India’s G-20 Sherpa Amitabh Kant dubbed the declaration historic and path-breaking and said there was 100 per cent consensus on all developmental and geopolitical issues. The reference to geopolitics is especially important given the backdrop of the Russia-Ukraine conflict.
Prime Minister Narendra Modi’s G20 sherpa Kant credited his team led by four stalwarts for paving the way for the joint statement that involved getting member nations to agree over the language surrounding the war. These four sherpas from the G20 secretariat are:-
Abhay Thakur, Additional Secretary, Nagaraj Naidu Kakanur, Joint Secretary, Enam Gambhir, Joint Secretary and Ashish Kumar Sinha, Joint Secretary.
A series of hardball negotiations by India with China, Russia and other key Western players and a strong backing by Brazil, South Africa and Indonesia to the efforts helped New Delhi achieve consensus on the G20 declaration, belying fears about whether the document could be issued at all in view of sharp divisions in the bloc on the Ukraine war. India managed well in convincing China to agree to the text relating to the Ukraine conflict after the European Union concurred with the text, they said.
India managed well in convincing China to agree to the text relating to the Ukraine conflict after the European Union concurred with the text…

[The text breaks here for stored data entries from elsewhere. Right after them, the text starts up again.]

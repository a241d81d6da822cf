//! On-disk schematic formats
//!
//! Two JSON layouts are supported, distinguished by a `format` tag:
//! `dense` (a single fixed-size block array) and `regions` (named
//! sub-regions with per-region offsets). Decoding is atomic: either the
//! whole schematic validates and every region is built, or an error is
//! returned and nothing is exposed.

use std::collections::BTreeMap;
use std::path::Path;

use serde::Deserialize;

use crate::core::error::Error;
use crate::core::types::Result;
use crate::schematic::block::BlockCatalog;
use crate::schematic::index::SchematicIndex;
use crate::schematic::position::BlockPos;
use crate::schematic::region::{Region, RegionSize};

/// File extension for schematic files
pub const SCHEMATIC_FILE_EXTENSION: &str = "schem";

/// Region name used for the dense single-region format
pub const DENSE_REGION_NAME: &str = "main";

#[derive(Deserialize)]
#[serde(tag = "format", rename_all = "snake_case")]
enum SchematicFile {
    Dense(DenseFile),
    Regions(RegionsFile),
}

/// Fixed-size single-region layout. Cells index the palette; cell order
/// is x-fastest, then z, then y.
#[derive(Deserialize)]
struct DenseFile {
    size: [u32; 3],
    palette: Vec<String>,
    cells: Vec<u32>,
}

#[derive(Deserialize)]
struct RegionsFile {
    regions: BTreeMap<String, RegionFile>,
}

#[derive(Deserialize)]
struct RegionFile {
    offset: [i32; 3],
    size: [u32; 3],
    palette: Vec<String>,
    cells: Vec<u32>,
}

/// Decode a schematic from raw bytes
pub fn decode(bytes: &[u8], catalog: &BlockCatalog) -> Result<SchematicIndex> {
    let file: SchematicFile =
        serde_json::from_slice(bytes).map_err(|e| Error::Decode(e.to_string()))?;

    match file {
        SchematicFile::Dense(dense) => {
            let region = build_region(
                dense.size,
                [0, 0, 0],
                &dense.palette,
                dense.cells,
                catalog,
            )?;
            SchematicIndex::from_regions(vec![(DENSE_REGION_NAME.to_string(), region)])
        }
        SchematicFile::Regions(multi) => {
            let mut regions = Vec::with_capacity(multi.regions.len());
            for (name, r) in multi.regions {
                let region = build_region(r.size, r.offset, &r.palette, r.cells, catalog)
                    .map_err(|e| Error::Decode(format!("region `{name}`: {e}")))?;
                regions.push((name, region));
            }
            SchematicIndex::from_regions(regions)
        }
    }
}

/// Decode a schematic file from disk
pub fn decode_file(path: &Path, catalog: &BlockCatalog) -> Result<SchematicIndex> {
    let bytes = std::fs::read(path)?;
    decode(&bytes, catalog)
        .map_err(|e| Error::Decode(format!("{}: {e}", path.display())))
}

fn build_region(
    size: [u32; 3],
    offset: [i32; 3],
    palette: &[String],
    cells: Vec<u32>,
    catalog: &BlockCatalog,
) -> Result<Region> {
    let keys = palette
        .iter()
        .map(|state| catalog.key_from_state(state))
        .collect::<Result<Vec<_>>>()?;

    Region::new(
        RegionSize::new(size[0], size[1], size[2]),
        BlockPos::new(offset[0], offset[1], offset[2]),
        keys,
        cells,
    )
}

#[cfg(test)]
mod tests {
    use super::*;

    fn catalog() -> BlockCatalog {
        BlockCatalog::default()
    }

    #[test]
    fn test_decode_dense() {
        let json = br#"{
            "format": "dense",
            "size": [2, 1, 2],
            "palette": ["air", "stone"],
            "cells": [1, 0, 0, 1]
        }"#;
        let index = decode(json, &catalog()).expect("decode");

        assert_eq!(index.region_count(), 1);
        assert_eq!(index.solid_count(), 2);
        assert!(index.get(DENSE_REGION_NAME, 0, 0, 0).is_some());
        assert!(index.get(DENSE_REGION_NAME, 1, 0, 0).is_none());
        assert!(index.get(DENSE_REGION_NAME, 1, 0, 1).is_some());
    }

    #[test]
    fn test_decode_regions() {
        let json = br#"{
            "format": "regions",
            "regions": {
                "base": {
                    "offset": [0, 0, 0],
                    "size": [1, 1, 1],
                    "palette": ["stone"],
                    "cells": [0]
                },
                "tower": {
                    "offset": [0, 1, 0],
                    "size": [1, 2, 1],
                    "palette": ["air", "glass[pane=false]"],
                    "cells": [1, 1]
                }
            }
        }"#;
        let index = decode(json, &catalog()).expect("decode");

        assert_eq!(index.region_count(), 2);
        assert_eq!(index.solid_count(), 3);
        let tops = index.top_blocks();
        assert_eq!(tops.len(), 1);
        // The tower region reaches y=2 in absolute coordinates.
        assert_eq!(tops.values().next().expect("top").0.y, 2);
    }

    #[test]
    fn test_decode_rejects_unknown_format() {
        let json = br#"{ "format": "nbt", "data": [] }"#;
        assert!(matches!(decode(json, &catalog()), Err(Error::Decode(_))));
    }

    #[test]
    fn test_decode_rejects_volume_mismatch() {
        let json = br#"{
            "format": "dense",
            "size": [2, 2, 2],
            "palette": ["air"],
            "cells": [0, 0, 0]
        }"#;
        assert!(matches!(decode(json, &catalog()), Err(Error::Decode(_))));
    }

    #[test]
    fn test_decode_rejects_bad_palette_reference() {
        let json = br#"{
            "format": "dense",
            "size": [1, 1, 1],
            "palette": ["air"],
            "cells": [3]
        }"#;
        assert!(matches!(decode(json, &catalog()), Err(Error::Decode(_))));
    }

    #[test]
    fn test_decode_rejects_malformed_state_string() {
        let json = br#"{
            "format": "dense",
            "size": [1, 1, 1],
            "palette": ["stone[broken"],
            "cells": [0]
        }"#;
        assert!(matches!(decode(json, &catalog()), Err(Error::Decode(_))));
    }

    #[test]
    fn test_decode_file_reports_path() {
        let dir = tempfile::TempDir::new().expect("tempdir");
        let path = dir.path().join("broken.schem");
        std::fs::write(&path, b"not json").expect("write");

        let err = decode_file(&path, &catalog()).expect_err("should fail");
        assert!(err.to_string().contains("broken.schem"));
    }
}
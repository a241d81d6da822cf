//! Error types for schematic tooling

use std::path::PathBuf;
use thiserror::Error;

/// Main error type for the crate
#[derive(Debug, Error)]
pub enum Error {
    /// Malformed or unsupported schematic data. Per-item in batch
    /// operations: the batch records the failure and continues.
    #[error("decode error: {0}")]
    Decode(String),

    /// A named schematic or path could not be located.
    #[error("not found: {0}")]
    NotFound(String),

    /// The root of a batch operation is missing or not a directory.
    #[error("not a directory: {}", .0.display())]
    InvalidDirectory(PathBuf),

    #[error("IO error: {0}")]
    Io(#[from] std::io::Error),
}
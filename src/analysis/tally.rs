//! Material requirement tallies and block-occurrence ranking

use std::collections::HashMap;

use crate::core::types::Result;
use crate::schematic::block::{BlockCatalog, BlockKey};
use crate::schematic::index::SchematicIndex;
use crate::schematic::library::SchematicLibrary;

/// Items per inventory stack
pub const STACK_SIZE: u64 = 64;

/// Stacks per storage container
pub const STACKS_PER_CONTAINER: u64 = 27;

/// Per-material block counts for one schematic or a merged batch.
///
/// Only placeable blocks are counted; air and fluids are skipped at
/// record time so totals reflect what a builder must actually gather.
#[derive(Debug, Clone, Default)]
pub struct Tally {
    counts: HashMap<BlockKey, u64>,
    total: u64,
}

/// One rendered tally line: a material with its count broken down into
/// stacks and containers.
#[derive(Debug, Clone, PartialEq)]
pub struct TallyRow {
    pub key: BlockKey,
    pub count: u64,
    pub stacks: u64,
    pub remainder: u64,
    pub containers: f64,
}

impl TallyRow {
    fn new(key: BlockKey, count: u64) -> Self {
        Self {
            key,
            count,
            stacks: count / STACK_SIZE,
            remainder: count % STACK_SIZE,
            containers: count as f64 / (STACK_SIZE * STACKS_PER_CONTAINER) as f64,
        }
    }
}

impl Tally {
    pub fn new() -> Self {
        Self::default()
    }

    /// Tally every solid block of a schematic
    pub fn scan(index: &SchematicIndex) -> Self {
        let mut tally = Self::new();
        for (_, key, _) in index.iter_solid() {
            tally.record(key);
        }
        tally
    }

    /// Count one block; air and fluids are ignored.
    pub fn record(&mut self, key: &BlockKey) {
        if !key.is_placeable() {
            return;
        }
        *self.counts.entry(key.clone()).or_insert(0) += 1;
        self.total += 1;
    }

    /// Fold another tally into this one
    pub fn merge(&mut self, other: &Tally) {
        for (key, count) in &other.counts {
            *self.counts.entry(key.clone()).or_insert(0) += count;
        }
        self.total += other.total;
    }

    pub fn total(&self) -> u64 {
        self.total
    }

    pub fn count(&self, key: &BlockKey) -> u64 {
        self.counts.get(key).copied().unwrap_or(0)
    }

    pub fn unique_materials(&self) -> usize {
        self.counts.len()
    }

    pub fn is_empty(&self) -> bool {
        self.counts.is_empty()
    }

    /// Sum of containers across all materials
    pub fn total_containers(&self) -> f64 {
        self.total as f64 / (STACK_SIZE * STACKS_PER_CONTAINER) as f64
    }

    /// Rows sorted by count descending, then by name for stable output
    pub fn rows(&self) -> Vec<TallyRow> {
        let mut rows: Vec<TallyRow> = self
            .counts
            .iter()
            .map(|(key, &count)| TallyRow::new(key.clone(), count))
            .collect();
        rows.sort_by(|a, b| {
            b.count
                .cmp(&a.count)
                .then_with(|| a.key.name().cmp(b.key.name()))
        });
        rows
    }
}

/// Merged result of tallying every schematic under a directory
#[derive(Debug, Clone)]
pub struct BatchTally {
    /// All schematics merged together
    pub total: Tally,
    /// Per-schematic tallies labelled with their relative paths
    pub per_schematic: Vec<(String, Tally)>,
    /// Files decoded successfully
    pub processed: usize,
    /// Files skipped because they failed to decode
    pub failed: usize,
}

/// Tally every schematic under a directory. Decode failures are logged
/// and counted but never abort the batch.
pub fn scan_directory(
    library: &SchematicLibrary,
    dir: &str,
    catalog: &BlockCatalog,
) -> Result<BatchTally> {
    let files = library.find_all(dir)?;

    let mut batch = BatchTally {
        total: Tally::new(),
        per_schematic: Vec::new(),
        processed: 0,
        failed: 0,
    };

    for path in &files {
        let label = library.relative_label(path);
        match library.load(path, catalog) {
            Ok(index) => {
                let tally = Tally::scan(&index);
                batch.total.merge(&tally);
                batch.per_schematic.push((label, tally));
                batch.processed += 1;
            }
            Err(e) => {
                log::warn!("Skipping {label}: {e}");
                batch.failed += 1;
            }
        }
    }

    log::info!(
        "Tallied {} schematics under {dir} ({} failed), {} blocks total",
        batch.processed,
        batch.failed,
        batch.total.total()
    );
    Ok(batch)
}

/// Occurrence ranking of a single block type across a directory.
///
/// Comparison is by block name only; state properties are ignored so
/// every variant of the block counts toward the same entry.
#[derive(Debug, Clone)]
pub struct BlockRanking {
    pub block: BlockKey,
    /// (relative label, occurrences), sorted descending
    pub rows: Vec<(String, u64)>,
    pub total: u64,
    pub processed: usize,
    pub failed: usize,
}

impl BlockRanking {
    /// Schematics that contain the block at least once
    pub fn containing(&self) -> usize {
        self.rows.iter().filter(|(_, count)| *count > 0).count()
    }

    /// Mean occurrences among schematics that contain the block
    pub fn average_per_containing(&self) -> f64 {
        let containing = self.containing();
        if containing == 0 {
            0.0
        } else {
            self.total as f64 / containing as f64
        }
    }
}

/// Rank every schematic under a directory by how many blocks of one
/// type it contains.
pub fn rank_by_block(
    library: &SchematicLibrary,
    dir: &str,
    catalog: &BlockCatalog,
    block: &BlockKey,
) -> Result<BlockRanking> {
    let files = library.find_all(dir)?;

    let mut ranking = BlockRanking {
        block: block.clone(),
        rows: Vec::new(),
        total: 0,
        processed: 0,
        failed: 0,
    };

    for path in &files {
        let label = library.relative_label(path);
        match library.load(path, catalog) {
            Ok(index) => {
                let count = index
                    .iter_solid()
                    .filter(|(_, key, _)| key.same_type(block))
                    .count() as u64;
                ranking.total += count;
                ranking.rows.push((label, count));
                ranking.processed += 1;
            }
            Err(e) => {
                log::warn!("Skipping {label}: {e}");
                ranking.failed += 1;
            }
        }
    }

    ranking
        .rows
        .sort_by(|a, b| b.1.cmp(&a.1).then_with(|| a.0.cmp(&b.0)));
    log::info!(
        "Ranked {} schematics by {} ({} occurrences total)",
        ranking.processed,
        block,
        ranking.total
    );
    Ok(ranking)
}

#[cfg(test)]
mod tests {
    use super::*;
    use crate::schematic::position::BlockPos;
    use crate::schematic::region::{Region, RegionSize};
    use std::path::Path;
    use tempfile::TempDir;

    fn catalog() -> BlockCatalog {
        let mut catalog = BlockCatalog::default();
        catalog.register_fluid("water");
        catalog
    }

    fn single_region(catalog: &BlockCatalog, blocks: &[(BlockPos, BlockKey)]) -> SchematicIndex {
        let size = RegionSize::new(16, 16, 16);
        let region =
            Region::from_blocks(size, BlockPos::ZERO, catalog.air(), blocks).expect("region");
        SchematicIndex::from_regions(vec![("main".to_string(), region)]).expect("index")
    }

    #[test]
    fn test_stack_breakdown() {
        let catalog = catalog();
        let stone = catalog.resolve("stone");
        let mut tally = Tally::new();
        for _ in 0..130 {
            tally.record(&stone);
        }

        let rows = tally.rows();
        assert_eq!(rows.len(), 1);
        assert_eq!(rows[0].count, 130);
        assert_eq!(rows[0].stacks, 2);
        assert_eq!(rows[0].remainder, 2);
        assert!((rows[0].containers - 130.0 / 1728.0).abs() < 1e-12);
    }

    #[test]
    fn test_scan_skips_air_and_fluids() {
        let catalog = catalog();
        let stone = catalog.resolve("stone");
        let water = catalog.resolve("water");
        let index = single_region(
            &catalog,
            &[
                (BlockPos::new(0, 0, 0), stone.clone()),
                (BlockPos::new(1, 0, 0), water),
                (BlockPos::new(2, 0, 0), stone.clone()),
            ],
        );

        let tally = Tally::scan(&index);
        assert_eq!(tally.total(), 2);
        assert_eq!(tally.count(&stone), 2);
        assert_eq!(tally.unique_materials(), 1);
        let sum: u64 = tally.rows().iter().map(|row| row.count).sum();
        assert_eq!(sum, tally.total());
    }

    #[test]
    fn test_rows_sorted_descending() {
        let catalog = catalog();
        let stone = catalog.resolve("stone");
        let glass = catalog.resolve("glass");
        let mut tally = Tally::new();
        tally.record(&glass);
        for _ in 0..3 {
            tally.record(&stone);
        }

        let rows = tally.rows();
        assert_eq!(rows[0].key, stone);
        assert_eq!(rows[1].key, glass);
    }

    #[test]
    fn test_merge() {
        let catalog = catalog();
        let stone = catalog.resolve("stone");
        let glass = catalog.resolve("glass");

        let mut a = Tally::new();
        a.record(&stone);
        let mut b = Tally::new();
        b.record(&stone);
        b.record(&glass);

        a.merge(&b);
        assert_eq!(a.total(), 3);
        assert_eq!(a.count(&stone), 2);
        assert_eq!(a.count(&glass), 1);
    }

    fn write_schem(dir: &Path, rel: &str, json: &str) {
        let path = dir.join(rel);
        std::fs::create_dir_all(path.parent().expect("parent")).expect("mkdir");
        std::fs::write(path, json).expect("write");
    }

    #[test]
    fn test_scan_directory_continues_past_failures() {
        let temp = TempDir::new().expect("tempdir");
        write_schem(
            temp.path(),
            "maps/good.schem",
            r#"{
                "format": "dense",
                "size": [2, 1, 1],
                "palette": ["stone"],
                "cells": [0, 0]
            }"#,
        );
        write_schem(temp.path(), "maps/broken.schem", "not json");

        let library = SchematicLibrary::new(temp.path());
        let batch = scan_directory(&library, "maps", &catalog()).expect("batch");

        assert_eq!(batch.processed, 1);
        assert_eq!(batch.failed, 1);
        assert_eq!(batch.total.total(), 2);
        assert_eq!(batch.per_schematic.len(), 1);
        assert_eq!(batch.per_schematic[0].0, "maps/good.schem");
    }

    #[test]
    fn test_rank_by_block_ignores_props() {
        let temp = TempDir::new().expect("tempdir");
        write_schem(
            temp.path(),
            "maps/a.schem",
            r#"{
                "format": "dense",
                "size": [2, 1, 1],
                "palette": ["rail[shape=north_south]", "rail[shape=east_west]"],
                "cells": [0, 1]
            }"#,
        );
        write_schem(
            temp.path(),
            "maps/b.schem",
            r#"{
                "format": "dense",
                "size": [2, 1, 1],
                "palette": ["rail[shape=north_south]", "stone"],
                "cells": [0, 1]
            }"#,
        );

        let catalog = catalog();
        let library = SchematicLibrary::new(temp.path());
        let rail = catalog.resolve("rail");
        let ranking = rank_by_block(&library, "maps", &catalog, &rail).expect("ranking");

        assert_eq!(ranking.total, 3);
        assert_eq!(ranking.rows[0], ("maps/a.schem".to_string(), 2));
        assert_eq!(ranking.rows[1], ("maps/b.schem".to_string(), 1));
        assert_eq!(ranking.containing(), 2);
        assert!((ranking.average_per_containing() - 1.5).abs() < 1e-12);
    }
}
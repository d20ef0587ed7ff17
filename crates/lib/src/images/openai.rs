//! OpenAI images API client (https://api.openai.com/v1 by default).

use crate::config::ImagesConfig;
use crate::images::generator::{ImageError, ImageGenerator};
use async_trait::async_trait;
use serde::{Deserialize, Serialize};

const DEFAULT_BASE_URL: &str = "https://api.openai.com/v1";

/// Client for `POST /images/generations`.
#[derive(Clone)]
pub struct OpenAiImageClient {
    base_url: String,
    api_key: Option<String>,
    model: String,
    size: String,
    client: reqwest::Client,
}

#[derive(Debug, Serialize)]
struct GenerationRequest<'a> {
    model: &'a str,
    prompt: &'a str,
    n: u32,
    size: &'a str,
}

#[derive(Debug, Deserialize)]
struct GenerationResponse {
    #[serde(default)]
    data: Vec<GeneratedImage>,
}

#[derive(Debug, Deserialize)]
struct GeneratedImage {
    #[serde(default)]
    url: Option<String>,
}

impl OpenAiImageClient {
    pub fn new(
        base_url: Option<String>,
        api_key: Option<String>,
        model: impl Into<String>,
        size: impl Into<String>,
    ) -> Self {
        let base_url = base_url
            .map(|u| u.trim_end_matches('/').to_string())
            .filter(|u| !u.is_empty())
            .unwrap_or_else(|| DEFAULT_BASE_URL.to_string());
        Self {
            base_url,
            api_key,
            model: model.into(),
            size: size.into(),
            client: reqwest::Client::new(),
        }
    }

    /// Build from the `images` config section and a resolved API key.
    pub fn from_config(images: &ImagesConfig, api_key: Option<String>) -> Self {
        Self::new(
            Some(images.base_url.clone()),
            api_key,
            images.model.clone(),
            images.size.clone(),
        )
    }

    /// POST /images/generations with n = 1; returns the first image URL.
    pub async fn create_image(&self, prompt: &str) -> Result<String, ImageError> {
        let url = format!("{}/images/generations", self.base_url);
        let body = GenerationRequest {
            model: &self.model,
            prompt,
            n: 1,
            size: &self.size,
        };
        let mut req = self.client.post(&url).json(&body);
        if let Some(ref key) = self.api_key {
            req = req.bearer_auth(key);
        }
        let res = req.send().await?;
        if !res.status().is_success() {
            let status = res.status();
            let body = res.text().await.unwrap_or_default();
            return Err(ImageError::Api(format!("{} {}", status, body)));
        }
        let data: GenerationResponse = res.json().await?;
        data.data
            .into_iter()
            .next()
            .and_then(|img| img.url)
            .filter(|u| !u.trim().is_empty())
            .ok_or(ImageError::EmptyResult)
    }
}

#[async_trait]
impl ImageGenerator for OpenAiImageClient {
    async fn generate(&self, prompt: &str) -> Result<String, ImageError> {
        self.create_image(prompt).await
    }
}
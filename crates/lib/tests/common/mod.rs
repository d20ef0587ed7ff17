//! Shared fakes and a tiny harness that runs the gateway router on an ephemeral port.

#![allow(dead_code)]

use async_trait::async_trait;
use lib::channels::{ChannelHandle, SendError};
use lib::config::Config;
use lib::gateway::{build_router, GatewayState};
use lib::images::{ImageError, ImageGenerator};
use lib::intake::{IntakeStats, MemoryDedupStore, StatsSnapshot};
use serde_json::Value;
use std::sync::atomic::{AtomicUsize, Ordering};
use std::sync::{Arc, Mutex};
use std::time::Duration;

pub const BOT_USER_ID: &str = "UBOT";

/// Image generator that records prompts and returns a fixed result.
#[derive(Default)]
pub struct FakeImages {
    pub calls: AtomicUsize,
    pub prompts: Mutex<Vec<String>>,
    /// URL to return; None means the API produced no image.
    pub url: Option<String>,
    pub delay: Option<Duration>,
    /// Panic when asked for this prompt.
    pub panic_on: Option<String>,
}

impl FakeImages {
    pub fn returning(url: &str) -> Self {
        Self {
            url: Some(url.to_string()),
            ..Default::default()
        }
    }

    pub fn failing() -> Self {
        Self::default()
    }

    pub fn calls(&self) -> usize {
        self.calls.load(Ordering::SeqCst)
    }

    pub fn prompts(&self) -> Vec<String> {
        self.prompts.lock().unwrap().clone()
    }
}

#[async_trait]
impl ImageGenerator for FakeImages {
    async fn generate(&self, prompt: &str) -> Result<String, ImageError> {
        self.calls.fetch_add(1, Ordering::SeqCst);
        self.prompts.lock().unwrap().push(prompt.to_string());
        if let Some(d) = self.delay {
            tokio::time::sleep(d).await;
        }
        if self.panic_on.as_deref() == Some(prompt) {
            panic!("fake image generator exploded on {prompt}");
        }
        self.url.clone().ok_or(ImageError::EmptyResult)
    }
}

/// Channel that records sends. `fail_with` makes every send fail with that Slack error.
#[derive(Default)]
pub struct FakeChannel {
    pub sent: Mutex<Vec<(String, String)>>,
    pub fail_with: Option<String>,
}

impl FakeChannel {
    pub fn sent(&self) -> Vec<(String, String)> {
        self.sent.lock().unwrap().clone()
    }
}

#[async_trait]
impl ChannelHandle for FakeChannel {
    async fn send_message(&self, conversation_id: &str, text: &str) -> Result<(), SendError> {
        if let Some(ref e) = self.fail_with {
            return Err(SendError::Api(e.clone()));
        }
        self.sent
            .lock()
            .unwrap()
            .push((conversation_id.to_string(), text.to_string()));
        Ok(())
    }

    async fn self_identity(&self) -> Result<String, SendError> {
        Ok(BOT_USER_ID.to_string())
    }
}

/// Gateway running in a background task.
pub struct TestServer {
    pub base: String,
    pub client: reqwest::Client,
    pub stats: Arc<IntakeStats>,
}

pub async fn start(config: Config, images: Arc<FakeImages>, channel: Arc<FakeChannel>) -> TestServer {
    let state = GatewayState::new(config, images, channel, Arc::new(MemoryDedupStore::new()));
    let stats = state.stats.clone();
    let app = build_router(state);
    let listener = tokio::net::TcpListener::bind("127.0.0.1:0")
        .await
        .expect("bind ephemeral port");
    let addr = listener.local_addr().expect("local_addr");
    tokio::spawn(async move {
        let _ = axum::serve(listener, app).await;
    });
    TestServer {
        base: format!("http://{}", addr),
        client: reqwest::Client::new(),
        stats,
    }
}

pub fn message_event(event_id: &str, text: &str, channel: &str, user: &str) -> Value {
    serde_json::json!({
        "event_id": event_id,
        "event": { "type": "message", "text": text, "channel": channel, "user": user }
    })
}

impl TestServer {
    /// POST a raw body to the events endpoint with an optional retry header.
    pub async fn post_raw(
        &self,
        body: impl Into<reqwest::Body>,
        retry: Option<(&str, &str)>,
    ) -> (reqwest::StatusCode, String) {
        let mut req = self
            .client
            .post(format!("{}/slack/events", self.base))
            .header("content-type", "application/json")
            .body(body);
        if let Some((name, value)) = retry {
            req = req.header(name, value);
        }
        let res = req.send().await.expect("POST /slack/events");
        let status = res.status();
        let text = res.text().await.expect("response body");
        (status, text)
    }

    pub async fn post_event(&self, body: &Value) -> (reqwest::StatusCode, String) {
        self.post_raw(body.to_string(), None).await
    }

    pub async fn post_retry(&self, body: &Value, retry_num: &str) -> (reqwest::StatusCode, String) {
        self.post_raw(body.to_string(), Some(("X-Slack-Retry-Num", retry_num)))
            .await
    }

    /// Wait until every accepted event reached a terminal state and `done` holds.
    pub async fn settle(&self, done: impl Fn(&StatsSnapshot) -> bool) -> StatsSnapshot {
        for _ in 0..200 {
            let s = self.stats.snapshot();
            if s.in_flight == 0 && done(&s) {
                return s;
            }
            tokio::time::sleep(Duration::from_millis(25)).await;
        }
        panic!(
            "intake did not settle within 5s: {:?}",
            self.stats.snapshot()
        );
    }
}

More than 200 hours of non-stop negotiations, 300 bilateral meetings and 15 drafts went into bringing consensus on the geopolitical paras (Russia-Ukraine) that clinched the Delhi Declaration with 100 percent consensus. Kant said the declaration was the result of multiple rounds of talks – from discussions with developing economies about the war’s economic impact to bilateral meets with Russia and China – and that consensus was reached.
Kant said the key was “working in partnership with sherpas” and that it was a joint effort of emerging markets – led by India, Brazil, South Africa and Indonesia, and later Mexico, Turkey and Saudi Arabia – that brought pressure to bear on G7 nations– Canada, France, Germany, Italy, Japan, the United Kingdom, and the United States, as well as the European Union –and brought them to the table. Clinching a New Delhi Declaration involved bringing together member nations who were deeply divided over the issue of the language surrounding the war.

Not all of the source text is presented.